We all associate differently to food. Therefore, not every plate looks the same. What we choose to eat can be influenced by so many different things – culture, mood, environment, money, age, who we are eating with, and more diffrent lifestyle.
At Baptist Health South Florida, we believe in using food as medicine. Food should nourish the body and help it function at its best. March is National Nutrition Month and this year the Academy of Nutrition and Dietetics is encouraging Americans to “Personalize Your Plate.”
What does food mean to you? Have you ever thought about where your food preferences or habits come from? Many cultures enjoy foods rich in different flavors, and traditional family recipes often are thought to be heavy and not as healthy, however that doesn’t have to be the case. You can personalize your plate to match your culture and food preference.
Health is not a “one size fits all” proposition. We need to personalize it with our lifestyle. During National Nutrition Month, we encourage our community, employees and patients to embrace the “Personalize Your Plate” theme and choose nutrient-rich foods that match your lifestyle and culture.

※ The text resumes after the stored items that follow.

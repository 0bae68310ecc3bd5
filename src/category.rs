//! Per-category latency state.

use std::{collections::HashMap, time::Duration};

use crate::{baseline::Baseline, controls::Signal, moving_avg, Error};

/// The latency history of one traffic category, and what has been learned from it.
///
/// Histories are append-only and grow for the life of the monitor.
#[derive(Debug, Clone)]
pub struct Category {
    name: String,

    history: Vec<Duration>,
    baseline: Option<Baseline>,
    /// One per sample recorded after burn-in.
    rolling_means: Vec<f64>,

    window: moving_avg::Simple,
}

/// What recording a latency sample did to a [Category].
#[derive(Debug, Clone, Copy, PartialEq)]
pub(crate) enum Observation {
    /// Still collecting burn-in samples.
    BurnIn,
    /// This sample completed burn-in and the baseline was computed.
    BaselineReady(Baseline),
    /// The sample was compared with the baseline.
    Monitored { rolling_mean: f64, signal: Signal },
}

impl Category {
    pub(crate) fn new(name: String, window_size: u32) -> Self {
        Self {
            name,
            history: Vec::new(),
            baseline: None,
            rolling_means: Vec::new(),
            window: moving_avg::Simple::new_with_window_size(window_size),
        }
    }

    /// The name declared at construction.
    pub fn name(&self) -> &str {
        &self.name
    }

    /// Every latency recorded, in order.
    pub fn history(&self) -> &[Duration] {
        &self.history
    }

    /// Trailing-window means (seconds), one per sample after burn-in.
    pub fn rolling_means(&self) -> &[f64] {
        &self.rolling_means
    }

    /// The baseline, once burn-in is complete.
    pub fn baseline(&self) -> Option<&Baseline> {
        self.baseline.as_ref()
    }

    /// Whether the baseline has been computed.
    pub fn is_burn_in_complete(&self) -> bool {
        self.baseline.is_some()
    }

    pub(crate) fn record(
        &mut self,
        latency: Duration,
        burn_in: usize,
        choke_point: f64,
    ) -> Observation {
        self.history.push(latency);

        let Some(baseline) = self.baseline else {
            self.window.push(latency);

            if self.history.len() < burn_in {
                return Observation::BurnIn;
            }

            let baseline = Baseline::from_samples(&self.history, choke_point)
                .expect("burn-in is at least one sample");
            self.baseline = Some(baseline);
            return Observation::BaselineReady(baseline);
        };

        let rolling_mean = self.window.sample(latency);
        self.rolling_means.push(rolling_mean);

        let signal = if baseline.is_violated_by(rolling_mean) {
            Signal::Violation
        } else {
            Signal::Success
        };

        Observation::Monitored {
            rolling_mean,
            signal,
        }
    }
}

/// The fixed set of categories tracked by a monitor.
#[derive(Debug, Clone)]
pub(crate) struct Registry {
    categories: Vec<Category>,
    index: HashMap<String, usize>,
}

impl Registry {
    pub(crate) fn new<I>(names: I, window_size: u32) -> Self
    where
        I: IntoIterator<Item = String>,
    {
        let categories: Vec<_> = names
            .into_iter()
            .map(|name| Category::new(name, window_size))
            .collect();
        let index = categories
            .iter()
            .enumerate()
            .map(|(i, category)| (category.name.clone(), i))
            .collect();

        Self { categories, index }
    }

    pub(crate) fn index_of(&self, name: &str) -> Result<usize, Error> {
        self.index
            .get(name)
            .copied()
            .ok_or_else(|| Error::UnknownCategory(name.to_owned()))
    }

    pub(crate) fn get(&self, name: &str) -> Option<&Category> {
        self.index.get(name).map(|&i| &self.categories[i])
    }

    pub(crate) fn get_mut(&mut self, index: usize) -> &mut Category {
        &mut self.categories[index]
    }

    pub(crate) fn iter(&self) -> impl Iterator<Item = &Category> {
        self.categories.iter()
    }

    pub(crate) fn len(&self) -> usize {
        self.categories.len()
    }
}
//! Construction-time configuration for a [Monitor](crate::Monitor).

use std::{collections::HashSet, time::Duration};

use crate::Error;

/// Name of the implicit category used when none is given.
pub const DEFAULT_CATEGORY: &str = "main";

/// The traffic categories tracked by a monitor, each with its own latency baseline.
///
/// Categories are fixed at construction.
#[derive(Debug, Clone, PartialEq)]
pub struct Categories {
    entries: Vec<(String, Vec<Duration>)>,
}

impl Categories {
    /// A single implicit category, [DEFAULT_CATEGORY].
    pub fn single() -> Self {
        Self::named([DEFAULT_CATEGORY])
    }

    /// An explicit set of category names, all starting with empty histories.
    pub fn named<I, S>(names: I) -> Self
    where
        I: IntoIterator<Item = S>,
        S: Into<String>,
    {
        Self {
            entries: names
                .into_iter()
                .map(|name| (name.into(), Vec::new()))
                .collect(),
        }
    }

    /// Categories with pre-seeded latency histories, e.g. carried over from a previous run.
    ///
    /// Seeded samples count towards burn-in, so they influence the baseline.
    pub fn seeded<I, S>(histories: I) -> Self
    where
        I: IntoIterator<Item = (S, Vec<Duration>)>,
        S: Into<String>,
    {
        Self {
            entries: histories
                .into_iter()
                .map(|(name, history)| (name.into(), history))
                .collect(),
        }
    }

    /// Category names, in declaration order.
    pub fn names(&self) -> impl Iterator<Item = &str> {
        self.entries.iter().map(|(name, _)| name.as_str())
    }

    pub(crate) fn into_entries(self) -> Vec<(String, Vec<Duration>)> {
        self.entries
    }

    fn validate(&self) -> Result<(), Error> {
        if self.entries.is_empty() {
            return Err(Error::invalid_config("at least one category is required"));
        }
        let mut seen = HashSet::with_capacity(self.entries.len());
        for (name, _) in &self.entries {
            if name.is_empty() {
                return Err(Error::invalid_config("category names must not be empty"));
            }
            if !seen.insert(name.as_str()) {
                return Err(Error::invalid_config(format!(
                    "category {name:?} declared more than once"
                )));
            }
        }
        Ok(())
    }
}

impl Default for Categories {
    fn default() -> Self {
        Self::single()
    }
}

/// Bounds and step size for the delay issued after burn-in, plus the fixed burn-in delay.
#[derive(Debug, Clone, Copy, PartialEq, Eq)]
pub struct DelayBounds {
    /// Delay issued while a category is still in burn-in.
    pub burn_in: Duration,
    /// Floor for the controlled delay.
    pub min: Duration,
    /// Ceiling for the controlled delay. Reaching it while still violating is a halt.
    pub max: Duration,
    /// Amount the delay moves on each slow-down or speed-up.
    pub step: Duration,
}

impl Default for DelayBounds {
    fn default() -> Self {
        Self {
            burn_in: Duration::from_secs(10),
            min: Duration::ZERO,
            max: Duration::from_secs(30),
            step: Duration::from_secs(5),
        }
    }
}

/// What happens when a slow-down would push the delay beyond its maximum.
#[derive(Debug, Clone, Copy, PartialEq, Eq, Default)]
pub enum HaltPolicy {
    /// Pin the delay at the maximum and carry on.
    #[default]
    Clamp,
    /// Pin the delay at the maximum and report [Error::Halted] to the caller.
    Fail,
}

/// Whether categories share one delay controller or each get their own.
#[derive(Debug, Clone, Copy, PartialEq, Eq, Default)]
pub enum ControllerScope {
    /// One controller per category, started when that category finishes burn-in.
    #[default]
    PerCategory,
    /// One controller for the whole monitor, started by the first category to finish burn-in.
    ///
    /// Violations and successes from every category feed the same counters.
    Shared,
}

/// Monitor configuration.
///
/// Use [Config::default] and the `with_*` methods, then hand it to
/// [Monitor::new](crate::Monitor::new), which validates it.
#[derive(Debug, Clone, PartialEq)]
pub struct Config {
    pub(crate) categories: Categories,
    pub(crate) burn_in: usize,
    pub(crate) choke_point: f64,
    pub(crate) slow_down_threshold: u32,
    pub(crate) speed_up_threshold: u32,
    pub(crate) delays: DelayBounds,
    pub(crate) start_delay: Duration,
    pub(crate) jitter: Option<Duration>,
    pub(crate) jitter_seed: Option<u64>,
    pub(crate) rolling_mean_length: usize,
    pub(crate) auto_wait: bool,
    pub(crate) halt_policy: HaltPolicy,
    pub(crate) scope: ControllerScope,
}

impl Config {
    const DEFAULT_BURN_IN: usize = 100;
    const DEFAULT_CHOKE_POINT: f64 = 2.0;
    const DEFAULT_SLOW_DOWN_THRESHOLD: u32 = 20;
    const DEFAULT_SPEED_UP_THRESHOLD: u32 = 20;
    const DEFAULT_ROLLING_MEAN_LENGTH: usize = 25;

    /// The categories to track. Defaults to [Categories::single].
    pub fn with_categories(self, categories: Categories) -> Self {
        Self { categories, ..self }
    }

    /// Number of samples per category used to compute its baseline.
    pub fn with_burn_in(self, burn_in: usize) -> Self {
        Self { burn_in, ..self }
    }

    /// Standard deviations above the baseline mean at which latency counts as a violation.
    pub fn with_choke_point(self, choke_point: f64) -> Self {
        Self {
            choke_point,
            ..self
        }
    }

    /// Consecutive violations required before slowing down.
    pub fn with_slow_down_threshold(self, threshold: u32) -> Self {
        Self {
            slow_down_threshold: threshold,
            ..self
        }
    }

    /// Consecutive successes required before speeding up.
    pub fn with_speed_up_threshold(self, threshold: u32) -> Self {
        Self {
            speed_up_threshold: threshold,
            ..self
        }
    }

    /// Burn-in delay, delay bounds and step size.
    pub fn with_delays(self, delays: DelayBounds) -> Self {
        Self { delays, ..self }
    }

    /// Delay in force once burn-in ends. Clamped to the delay bounds.
    pub fn with_start_delay(self, start_delay: Duration) -> Self {
        Self {
            start_delay,
            ..self
        }
    }

    /// Randomise each issued delay uniformly within `± amplitude` (never below zero).
    pub fn with_jitter(self, amplitude: Duration) -> Self {
        Self {
            jitter: Some(amplitude),
            ..self
        }
    }

    /// Seed the jitter's random number generator, for reproducible delays.
    pub fn with_jitter_seed(self, seed: u64) -> Self {
        Self {
            jitter_seed: Some(seed),
            ..self
        }
    }

    /// Number of trailing samples averaged before comparing against the baseline.
    pub fn with_rolling_mean_length(self, length: usize) -> Self {
        Self {
            rolling_mean_length: length,
            ..self
        }
    }

    /// Whether [pacer()](crate::pacer()) sleeps for the delay, or just returns it.
    ///
    /// Only read by [pacer()](crate::pacer()). A [Monitor](crate::Monitor) or
    /// [SharedMonitor](crate::SharedMonitor) built directly never sleeps, whatever this is set to.
    /// Wrap one in [AutoWait](crate::AutoWait) to get the sleeping behaviour.
    pub fn with_auto_wait(self, auto_wait: bool) -> Self {
        Self { auto_wait, ..self }
    }

    /// What to do when violations persist at the maximum delay.
    pub fn with_halt_policy(self, halt_policy: HaltPolicy) -> Self {
        Self {
            halt_policy,
            ..self
        }
    }

    /// Whether categories share one delay controller.
    pub fn with_controller_scope(self, scope: ControllerScope) -> Self {
        Self { scope, ..self }
    }

    /// Whether issued delays should be slept on before returning.
    pub fn auto_wait(&self) -> bool {
        self.auto_wait
    }

    /// Burn-in delay, delay bounds and step size.
    pub fn delays(&self) -> DelayBounds {
        self.delays
    }

    /// The start delay, clamped to the delay bounds.
    pub fn start_delay(&self) -> Duration {
        self.start_delay.clamp(self.delays.min, self.delays.max)
    }

    /// Check the configuration is usable.
    pub fn validate(&self) -> Result<(), Error> {
        self.categories.validate()?;

        if self.burn_in == 0 {
            return Err(Error::invalid_config("burn-in must be at least one sample"));
        }
        if self.rolling_mean_length == 0 {
            return Err(Error::invalid_config(
                "rolling mean length must be at least one sample",
            ));
        }
        if u32::try_from(self.rolling_mean_length).is_err() {
            return Err(Error::invalid_config("rolling mean length is too large"));
        }
        if !self.choke_point.is_finite() || self.choke_point < 0.0 {
            return Err(Error::invalid_config(format!(
                "choke point must be a finite, non-negative number, got {}",
                self.choke_point
            )));
        }
        if self.slow_down_threshold == 0 || self.speed_up_threshold == 0 {
            return Err(Error::invalid_config("thresholds must be at least one"));
        }
        if self.delays.min > self.delays.max {
            return Err(Error::invalid_config(format!(
                "min delay {:?} exceeds max delay {:?}",
                self.delays.min, self.delays.max
            )));
        }
        if self.delays.step.is_zero() {
            return Err(Error::invalid_config("step size must be non-zero"));
        }

        Ok(())
    }
}

impl Default for Config {
    fn default() -> Self {
        Self {
            categories: Categories::default(),
            burn_in: Self::DEFAULT_BURN_IN,
            choke_point: Self::DEFAULT_CHOKE_POINT,
            slow_down_threshold: Self::DEFAULT_SLOW_DOWN_THRESHOLD,
            speed_up_threshold: Self::DEFAULT_SPEED_UP_THRESHOLD,
            delays: DelayBounds::default(),
            start_delay: Duration::ZERO,
            jitter: None,
            jitter_seed: None,
            rolling_mean_length: Self::DEFAULT_ROLLING_MEAN_LENGTH,
            auto_wait: true,
            halt_policy: HaltPolicy::default(),
            scope: ControllerScope::default(),
        }
    }
}

#[cfg(test)]
mod tests {
    use tokio_test::{assert_err, assert_ok};

    use super::*;

    #[test]
    fn defaults_are_valid() {
        assert_ok!(Config::default().validate());
    }

    #[test]
    fn start_delay_is_clamped() {
        let config = Config::default()
            .with_delays(DelayBounds {
                min: Duration::from_secs(2),
                max: Duration::from_secs(8),
                ..Default::default()
            })
            .with_start_delay(Duration::from_secs(20));

        assert_eq!(config.start_delay(), Duration::from_secs(8));

        let config = config.with_start_delay(Duration::ZERO);
        assert_eq!(config.start_delay(), Duration::from_secs(2));
    }

    #[test]
    fn rejects_duplicate_categories() {
        let config = Config::default().with_categories(Categories::named(["a", "b", "a"]));

        assert!(matches!(config.validate(), Err(Error::InvalidConfig(_))));
    }

    #[test]
    fn rejects_empty_categories() {
        let none: [&str; 0] = [];
        assert_err!(Config::default()
            .with_categories(Categories::named(none))
            .validate());
        assert_err!(Config::default()
            .with_categories(Categories::named([""]))
            .validate());
    }

    #[test]
    fn rejects_bad_numbers() {
        assert_err!(Config::default().with_burn_in(0).validate());
        assert_err!(Config::default().with_rolling_mean_length(0).validate());
        assert_err!(Config::default().with_slow_down_threshold(0).validate());
        assert_err!(Config::default().with_speed_up_threshold(0).validate());
        assert_err!(Config::default().with_choke_point(f64::NAN).validate());
        assert_err!(Config::default().with_choke_point(-1.0).validate());
    }

    #[test]
    fn rejects_bad_delays() {
        let inverted = DelayBounds {
            min: Duration::from_secs(10),
            max: Duration::from_secs(5),
            ..Default::default()
        };
        assert_err!(Config::default().with_delays(inverted).validate());

        let no_step = DelayBounds {
            step: Duration::ZERO,
            ..Default::default()
        };
        assert_err!(Config::default().with_delays(no_step).validate());
    }

    #[test]
    fn seeded_names_keep_order() {
        let categories = Categories::seeded([
            ("search", vec![Duration::from_millis(10)]),
            ("detail", vec![]),
        ]);

        assert_eq!(categories.names().collect::<Vec<_>>(), ["search", "detail"]);
    }
}
//! Algorithms for controlling the delay between requests.

mod fixed;
mod hysteresis;

use std::time::Duration;

pub use fixed::Fixed;
pub use hysteresis::Hysteresis;

/// An algorithm for controlling the delay issued between requests.
///
/// A controller is idle until [started](DelayControl::start), which happens when burn-in ends.
pub trait DelayControl {
    /// The current delay, or `None` if the controller hasn't been started.
    fn delay(&self) -> Option<Duration>;

    /// Start the controller at its initial delay.
    ///
    /// Starting an already-started controller has no effect. Returns the current delay.
    fn start(&mut self) -> Duration;

    /// Update the delay in response to a new latency comparison.
    fn update(&mut self, signal: Signal) -> Adjustment;
}

/// How a rolling mean compared with its category's baseline ceiling.
#[derive(Debug, Clone, Copy, PartialEq, Eq)]
pub enum Signal {
    /// At or below the ceiling.
    Success,
    /// Above the ceiling.
    Violation,
}

/// The effect of a [Signal] on a controller's delay.
#[derive(Debug, Clone, Copy, PartialEq, Eq)]
pub enum Adjustment {
    /// No change, either below threshold or nothing to do.
    Unchanged,
    /// The delay increased by one step.
    SlowedDown,
    /// The delay decreased by one step (or to the floor).
    SpedUp,
    /// A slow-down would have exceeded the maximum, so the delay is pinned there.
    Halted,
}
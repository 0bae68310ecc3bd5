use std::time::Duration;

use super::{Adjustment, DelayControl, Signal};

/// A simple, fixed delay, regardless of latency.
#[derive(Debug, Clone)]
pub struct Fixed {
    delay: Duration,
    started: bool,
}

impl Fixed {
    /// Always issue `delay` once started.
    pub fn new(delay: Duration) -> Self {
        Self {
            delay,
            started: false,
        }
    }
}

impl DelayControl for Fixed {
    fn delay(&self) -> Option<Duration> {
        self.started.then_some(self.delay)
    }

    fn start(&mut self) -> Duration {
        self.started = true;
        self.delay
    }

    fn update(&mut self, _signal: Signal) -> Adjustment {
        Adjustment::Unchanged
    }
}
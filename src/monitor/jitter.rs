use std::time::Duration;

use rand::{rngs::SmallRng, Rng, SeedableRng};

/// Uniformly perturbs issued delays, so request timing is less regular.
#[derive(Debug, Clone)]
pub(crate) struct Jitter {
    amplitude: Duration,
    rng: SmallRng,
}

impl Jitter {
    pub(crate) fn new(amplitude: Duration, seed: Option<u64>) -> Self {
        let rng = match seed {
            Some(seed) => SmallRng::seed_from_u64(seed),
            None => SmallRng::from_entropy(),
        };
        Self { amplitude, rng }
    }

    /// A uniform draw from `[delay - amplitude, delay + amplitude]`, floored at zero.
    pub(crate) fn apply(&mut self, delay: Duration) -> Duration {
        let low = delay.saturating_sub(self.amplitude);
        let high = delay.saturating_add(self.amplitude);

        self.rng.gen_range(low..=high)
    }
}
use std::time::Duration;

use crate::config::{Config, DelayBounds};

use super::{Adjustment, DelayControl, Signal};

/// Latency-based pacing with a dead-band.
///
/// Additive increase, additive decrease.
///
/// Increases the delay by one step after `slow_down_threshold` violations, and decreases it by one
/// step after `speed_up_threshold` successes. Crossing either threshold resets both counters.
///
/// Requiring a run of signals before moving means isolated latency spikes don't cause the delay
/// to oscillate.
///
/// The delay never leaves `[min, max]`. Violations at the maximum pin it there (a halt) until
/// enough successes bring it back down.
#[derive(Debug, Clone)]
pub struct Hysteresis {
    min_delay: Duration,
    max_delay: Duration,
    step: Duration,
    start_delay: Duration,
    slow_down_threshold: u32,
    speed_up_threshold: u32,

    delay: Option<Duration>,
    violations: u32,
    successes: u32,
}

impl Hysteresis {
    const DEFAULT_THRESHOLD: u32 = 20;

    /// Create a controller which starts at `start_delay`, using the default bounds and thresholds.
    pub fn new_with_start_delay(start_delay: Duration) -> Self {
        let bounds = DelayBounds::default();
        Self {
            min_delay: bounds.min,
            max_delay: bounds.max,
            step: bounds.step,
            start_delay,
            slow_down_threshold: Self::DEFAULT_THRESHOLD,
            speed_up_threshold: Self::DEFAULT_THRESHOLD,

            delay: None,
            violations: 0,
            successes: 0,
        }
    }

    /// Expects `config` to have been validated.
    pub(crate) fn from_config(config: &Config) -> Self {
        Self {
            min_delay: config.delays.min,
            max_delay: config.delays.max,
            step: config.delays.step,
            start_delay: config.start_delay(),
            slow_down_threshold: config.slow_down_threshold,
            speed_up_threshold: config.speed_up_threshold,

            delay: None,
            violations: 0,
            successes: 0,
        }
    }

    /// Keep the delay within `[min, max]`.
    pub fn with_bounds(self, min: Duration, max: Duration) -> Self {
        assert!(min <= max, "min delay must not exceed max delay");
        Self {
            min_delay: min,
            max_delay: max,
            ..self
        }
    }

    /// Amount the delay moves on each adjustment.
    pub fn step_by(self, step: Duration) -> Self {
        assert!(!step.is_zero());
        Self { step, ..self }
    }

    /// Number of violations needed to increase the delay.
    pub fn slow_down_after(self, threshold: u32) -> Self {
        assert!(threshold > 0);
        Self {
            slow_down_threshold: threshold,
            ..self
        }
    }

    /// Number of successes needed to decrease the delay.
    pub fn speed_up_after(self, threshold: u32) -> Self {
        assert!(threshold > 0);
        Self {
            speed_up_threshold: threshold,
            ..self
        }
    }

    /// Violations counted since the last adjustment.
    pub fn violations(&self) -> u32 {
        self.violations
    }

    /// Successes counted since the last adjustment.
    pub fn successes(&self) -> u32 {
        self.successes
    }

    fn reset_counters(&mut self) {
        self.violations = 0;
        self.successes = 0;
    }

    fn on_violation(&mut self, delay: Duration) -> (Duration, Adjustment) {
        self.violations += 1;
        if self.violations < self.slow_down_threshold {
            return (delay, Adjustment::Unchanged);
        }

        self.reset_counters();
        let increased = delay.saturating_add(self.step);
        if increased > self.max_delay {
            (self.max_delay, Adjustment::Halted)
        } else {
            (increased, Adjustment::SlowedDown)
        }
    }

    fn on_success(&mut self, delay: Duration) -> (Duration, Adjustment) {
        // Nothing to earn at the floor.
        if delay <= self.min_delay {
            return (delay, Adjustment::Unchanged);
        }

        self.successes += 1;
        if self.successes < self.speed_up_threshold {
            return (delay, Adjustment::Unchanged);
        }

        self.reset_counters();
        let decreased = delay.saturating_sub(self.step).max(self.min_delay);
        (decreased, Adjustment::SpedUp)
    }
}

impl DelayControl for Hysteresis {
    fn delay(&self) -> Option<Duration> {
        self.delay
    }

    fn start(&mut self) -> Duration {
        *self
            .delay
            .get_or_insert(self.start_delay.clamp(self.min_delay, self.max_delay))
    }

    fn update(&mut self, signal: Signal) -> Adjustment {
        let Some(delay) = self.delay else {
            return Adjustment::Unchanged;
        };

        let (delay, adjustment) = match signal {
            Signal::Violation => self.on_violation(delay),
            Signal::Success => self.on_success(delay),
        };
        self.delay = Some(delay);

        adjustment
    }
}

Throughout the month, we’ll be sharing tips on how you can identify those nutrient-rich foods and incorporate them into your daily diet. We’ll also share what we do at Baptist Health to increase the nutrient quality of the foods we feed our patients and offer to our employees and guests in our dining rooms.
We invite you to enjoy your food – its origin, preparation, presentation, flavor, benefits and, of course, the people you share it with. Keep these tips in mind to remain health conscious and add a healthy twist to your family’s traditional dishes.
- For dishes that call for white rice, try a more fiber rich option, like wild rice, black rice, red rice, brown rice, or quinoa. Or make a healthy switch and give cauliflower rice a try. Arroz con pollo with cauliflower rice…yum!
- Reach for lower fat, lower salt, lower sugar ingredients. For example, use less oil or butter– try cutting it in half. Reach for lower fat milk or use a plant-based option. Read the label and compare food products.
- Bake it instead of frying it. Who doesn’t love maduros, or sweet plantains? Take a very ripe plantain, wrap it in aluminum foil and place it in the oven to bake. Bake fish instead of frying it.
Practice portion control
- When abuela or mom offers you food, telling her “No thank you” doesn’t always work. In some families, they get very upset. If you’re trying to cut back, try eating a smaller portion.
Load up on veggies or salad
- If there isn’t a vegetable or salad, make one or make a request. If there’s a dish with veggies in it, try adding more of this dish and cut back on other, less healthy options. Or, opt for a side of avocado and sliced tomatoes – always an easy and tasty option here in South Florida!
Many ethnic foods call for seasoning packets, bouillon cubes or premade seasoning mixes or sauces that enhances the flavors in dishes. While they do enhance flavor, they can also add a lot of unwanted ingredients including excess sodium, which is associated with high blood pressure.
Ethnic foods also can contain ingredients like monosodium glutamate (MSG), a flavor enhancer that has been shown to make food more addictive, or added food dyes and artificial flavors. These are all extra elements that your body needs to process, and they are not needed in our food.
Instead, we recommend that you keep your dishes natural by making your own seasoning blend. Here’s a healthy recipe for Sazon Completo:
- 1 tablespoon ground coriander
- 1 tablespoon ground cumin
- 1 tablespoon achiote powder
- 1 tablespoon oregano
- 1 tablespoon dried cilantro
- 1 tablespoon garlic powder
- 1 teaspoon salt
- 2 teaspoon onion powder
- 1 teaspoon ground black pepper
Blend together all the seasonings. Store in an airtight glass container and add 1 tablespoon or as desired to flavor your next meal.